[Entries taken from a collection]
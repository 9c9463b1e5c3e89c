//! Request DTOs for the proxy integration
//!
//! Defines the invocation payloads delivered by API Gateway. Both the REST
//! API (payload v1) and HTTP API (payload v2) shapes deserialize into the
//! same struct; the fields that one version omits are simply absent.

use std::collections::HashMap;

use serde::Deserialize;

/// Proxy invocation payload (`/{proxy+}` and `/` routes).
#[derive(Debug, Clone, Default, Deserialize)]
#[serde(rename_all = "camelCase")]
pub struct ProxyEvent {
    /// v1 method
    #[serde(default)]
    pub http_method: Option<String>,
    /// v1 path, stage already stripped
    #[serde(default)]
    pub path: Option<String>,
    /// v2 path, may carry a `/{stage}` prefix
    #[serde(default)]
    pub raw_path: Option<String>,
    #[serde(default)]
    pub query_string_parameters: Option<HashMap<String, String>>,
    #[serde(default)]
    pub headers: Option<HashMap<String, String>>,
    #[serde(default)]
    pub request_context: Option<RequestContext>,
}

/// Request context block of a proxy event.
#[derive(Debug, Clone, Default, Deserialize)]
#[serde(rename_all = "camelCase")]
pub struct RequestContext {
    #[serde(default)]
    pub stage: Option<String>,
    #[serde(default)]
    pub request_id: Option<String>,
    /// Present on v2 payloads only
    #[serde(default)]
    pub http: Option<HttpContext>,
}

/// v2 `requestContext.http` block.
#[derive(Debug, Clone, Default, Deserialize)]
pub struct HttpContext {
    #[serde(default)]
    pub method: Option<String>,
    #[serde(default)]
    pub path: Option<String>,
}

impl ProxyEvent {
    /// Method from whichever payload version supplied it.
    pub fn method(&self) -> Option<&str> {
        self.http_method.as_deref().or_else(|| {
            self.request_context
                .as_ref()
                .and_then(|ctx| ctx.http.as_ref())
                .and_then(|http| http.method.as_deref())
        })
    }

    /// Request path with any `/{stage}` prefix removed. Defaults to `/`.
    pub fn resource_path(&self) -> String {
        if let Some(path) = self.path.as_deref() {
            return normalize(path);
        }

        let raw = self
            .raw_path
            .as_deref()
            .or_else(|| {
                self.request_context
                    .as_ref()
                    .and_then(|ctx| ctx.http.as_ref())
                    .and_then(|http| http.path.as_deref())
            })
            .unwrap_or("/");

        let stage = self
            .request_context
            .as_ref()
            .and_then(|ctx| ctx.stage.as_deref())
            .filter(|stage| !stage.is_empty() && *stage != "$default");

        match stage {
            Some(stage) => normalize(strip_stage(raw, stage)),
            None => normalize(raw),
        }
    }

    /// API Gateway request id, if any.
    pub fn request_id(&self) -> Option<&str> {
        self.request_context
            .as_ref()
            .and_then(|ctx| ctx.request_id.as_deref())
    }
}

fn strip_stage<'a>(path: &'a str, stage: &str) -> &'a str {
    let Some(rest) = path
        .strip_prefix('/')
        .and_then(|p| p.strip_prefix(stage))
    else {
        return path;
    };

    if rest.is_empty() {
        "/"
    } else if rest.starts_with('/') {
        rest
    } else {
        // `/devices` under stage `dev` is not a stage prefix
        path
    }
}

fn normalize(path: &str) -> String {
    if path.starts_with('/') {
        path.to_string()
    } else {
        format!("/{path}")
    }
}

### [PROBLEM REQUIREMENTS]
Output only the lines from the one with "let stage = self" through the last line of the entries above; please keep them exact.

### [WRITTEN SOLUTION]
        let stage = self
            .request_context
            .as_ref()
            .and_then(|ctx| ctx.stage.as_deref())
            .filter(|stage| !stage.is_empty() && *stage != "$default");

        match stage {
            Some(stage) => normalize(strip_stage(raw, stage)),
            None => normalize(raw),
        }
    }

    /// API Gateway request id, if any.
    pub fn request_id(&self) -> Option<&str> {
        self.request_context
            .as_ref()
            .and_then(|ctx| ctx.request_id.as_deref())
    }
}

fn strip_stage<'a>(path: &'a str, stage: &str) -> &'a str {
    let Some(rest) = path
        .strip_prefix('/')
        .and_then(|p| p.strip_prefix(stage))
    else {
        return path;
    };

    if rest.is_empty() {
        "/"
    } else if rest.starts_with('/') {
        rest
    } else {
        // `/devices` under stage `dev` is not a stage prefix
        path
    }
}

fn normalize(path: &str) -> String {
    if path.starts_with('/') {
        path.to_string()
    } else {
        format!("/{path}")
    }
}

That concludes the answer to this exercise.